Winston Churchill said, “I never worry about action, but only about inaction”. In almost every endeavor, I would agree.
But in investing patience and discipline pays off and lack of patience leads to disaster.
It is because of this fundamental difference between most endeavors and investing, that causes a large majority of people to fail in investing. They treat it like other endeavors and fail. They are not patient and take action far too often.
A classic proof of this problem is demonstrated by the Dalbar report published every year. The 2014 version says that in equity funds over the last 30 years, the average investor earned 3.69% per year while the S&P 500 earned 11.11%. If an investor would have bought an S&P500 index fund in 1984 - and HELD ONTO IT (DOING NOTHING) through thick and thin -- they could have enjoyed 11.11% annualized return but it requires loads of discipline.

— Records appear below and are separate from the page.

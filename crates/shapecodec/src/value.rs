// SPDX-License-Identifier: Apache-2.0 OR MIT
// Copyright (c) 2025-2026 naskel.com

//! Dynamic values consumed and produced by compiled codecs.
//!
//! A [`Value`] is the runtime counterpart of a [`crate::TypeShape`]: objects
//! are field bags tagged with their type name, sequences are flat vectors,
//! and multi-rank arrays keep their dimensions next to row-major items.

use serde::{Deserialize, Serialize};
use std::net::IpAddr;

#[derive(Debug, Clone, PartialEq, Serialize, Deserialize)]
pub enum Value {
    Null,
    Bool(bool),
    I8(i8),
    U8(u8),
    I16(i16),
    U16(u16),
    I32(i32),
    U32(u32),
    I64(i64),
    U64(u64),
    F32(f32),
    F64(f64),
    String(String),
    /// Enum member by underlying integer value.
    Enum(i64),
    Guid([u8; 16]),
    Ip(IpAddr),
    /// Two's-complement little-endian magnitude.
    BigInt(Vec<u8>),
    /// Ticks (100 ns units) since 0001-01-01.
    DateTime(i64),
    /// Ticks (100 ns units).
    TimeSpan(i64),
    List(Vec<Value>),
    /// Multi-rank array, items in row-major order.
    Array {
        dims: Vec<usize>,
        items: Vec<Value>,
    },
    Map(Vec<(Value, Value)>),
    Object(Object),
}

impl Value {
    /// Short label used in type mismatch errors.
    pub fn kind_name(&self) -> &'static str {
        match self {
            Value::Null => "null",
            Value::Bool(_) => "bool",
            Value::I8(_) => "i8",
            Value::U8(_) => "u8",
            Value::I16(_) => "i16",
            Value::U16(_) => "u16",
            Value::I32(_) => "i32",
            Value::U32(_) => "u32",
            Value::I64(_) => "i64",
            Value::U64(_) => "u64",
            Value::F32(_) => "f32",
            Value::F64(_) => "f64",
            Value::String(_) => "string",
            Value::Enum(_) => "enum",
            Value::Guid(_) => "Guid",
            Value::Ip(_) => "IpAddress",
            Value::BigInt(_) => "BigInteger",
            Value::DateTime(_) => "DateTime",
            Value::TimeSpan(_) => "TimeSpan",
            Value::List(_) => "list",
            Value::Array { .. } => "array",
            Value::Map(_) => "map",
            Value::Object(_) => "object",
        }
    }

    /// Type name for objects, kind label otherwise.
    pub fn type_label(&self) -> String {
        match self {
            Value::Object(obj) => obj.type_name.clone(),
            other => other.kind_name().to_string(),
        }
    }

    pub fn is_null(&self) -> bool {
        matches!(self, Value::Null)
    }

    /// Integer view for counts, indices and enum raw values.
    pub fn as_i64(&self) -> Option<i64> {
        match *self {
            Value::I8(v) => Some(i64::from(v)),
            Value::U8(v) => Some(i64::from(v)),
            Value::I16(v) => Some(i64::from(v)),
            Value::U16(v) => Some(i64::from(v)),
            Value::I32(v) => Some(i64::from(v)),
            Value::U32(v) => Some(i64::from(v)),
            Value::I64(v) | Value::Enum(v) => Some(v),
            Value::U64(v) => i64::try_from(v).ok(),
            _ => None,
        }
    }

    pub fn as_object(&self) -> Option<&Object> {
        match self {
            Value::Object(obj) => Some(obj),
            _ => None,
        }
    }

    pub fn as_object_mut(&mut self) -> Option<&mut Object> {
        match self {
            Value::Object(obj) => Some(obj),
            _ => None,
        }
    }

    /// Elements of a list or multi-rank array.
    pub fn as_items(&self) -> Option<&[Value]> {
        match self {
            Value::List(items) | Value::Array { items, .. } => Some(items),
            _ => None,
        }
    }
}

macro_rules! impl_from_scalar {
    ($($type:ty => $variant:ident),* $(,)?) => {
        $(
            impl From<$type> for Value {
                fn from(v: $type) -> Self {
                    Value::$variant(v)
                }
            }
        )*
    };
}

impl_from_scalar! {
    bool => Bool,
    i8 => I8,
    u8 => U8,
    i16 => I16,
    u16 => U16,
    i32 => I32,
    u32 => U32,
    i64 => I64,
    u64 => U64,
    f32 => F32,
    f64 => F64,
    String => String,
    Object => Object,
}

impl From<&str> for Value {
    fn from(v: &str) -> Self {
        Value::String(v.to_string())
    }
}

impl<T: Into<Value>> From<Option<T>> for Value {
    fn from(v: Option<T>) -> Self {
        v.map_or(Value::Null, Into::into)
    }
}

/// Field bag of a user-defined type.
///
/// Equality ignores field order: a decoded object may list constructor
/// arguments before assigned members.
#[derive(Debug, Clone, Default, Serialize, Deserialize)]
pub struct Object {
    pub type_name: String,
    pub fields: Vec<(String, Value)>,
}

impl Object {
    pub fn new(type_name: impl Into<String>) -> Self {
        Self {
            type_name: type_name.into(),
            fields: Vec::new(),
        }
    }

    /// Builder-style `set`.
    #[must_use]
    pub fn with(mut self, name: impl Into<String>, value: impl Into<Value>) -> Self {
        self.set(name, value);
        self
    }

    pub fn get(&self, name: &str) -> Option<&Value> {
        self.fields.iter().find(|(n, _)| n == name).map(|(_, v)| v)
    }

    pub fn set(&mut self, name: impl Into<String>, value: impl Into<Value>) {
        let name = name.into();
        let value = value.into();
        match self.fields.iter_mut().find(|(n, _)| *n == name) {
            Some(slot) => slot.1 = value,
            None => self.fields.push((name, value)),
        }
    }

    pub fn len(&self) -> usize {
        self.fields.len()
    }

    pub fn is_empty(&self) -> bool {
        self.fields.is_empty()
    }
}

impl PartialEq for Object {
    fn eq(&self, other: &Self) -> bool {
        self.type_name == other.type_name
            && self.fields.len() == other.fields.len()
            && self
                .fields
                .iter()
                .all(|(name, value)| other.get(name) == Some(value))
    }
}

#[cfg(test)]
mod tests {
    use super::*;

    #[test]
    fn test_object_equality_ignores_field_order() {
        let a = Object::new("P").with("x", 1i32).with("y", 2i32);
        let b = Object::new("P").with("y", 2i32).with("x", 1i32);
        assert_eq!(a, b);
        assert_ne!(a, Object::new("Q").with("x", 1i32).with("y", 2i32));
    }

    #[test]
    fn test_set_replaces_existing_field() {
        let mut obj = Object::new("P").with("x", 1i32);
        obj.set("x", 5i32);
        assert_eq!(obj.len(), 1);
        assert_eq!(obj.get("x"), Some(&Value::I32(5)));
    }

    #[test]
    fn test_option_into_value() {
        assert_eq!(Value::from(None::<i32>), Value::Null);
        assert_eq!(Value::from(Some("a")), Value::String("a".into()));
    }

    #[test]
    fn test_as_i64_covers_enum_and_unsigned() {
        assert_eq!(Value::Enum(-3).as_i64(), Some(-3));
        assert_eq!(Value::U64(u64::MAX).as_i64(), None);
        assert_eq!(Value::U8(7).as_i64(), Some(7));
    }
}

Doing nothing requires hard work - yes - you read correctly. At least in investing, resisting the temptation to act when you hear about an investment at the water cooler at work, on the internet - or the market has a big scary drop - it's very tempting to take action. So stay strong America - resist the temptation!
Assuming a long term investment, and that you are diversified broadly and deeply - then doing nothing counts! By demonstrating your discipline, you will earn the market return which is better than the vast majority of investors - including the "sophisticated" investors.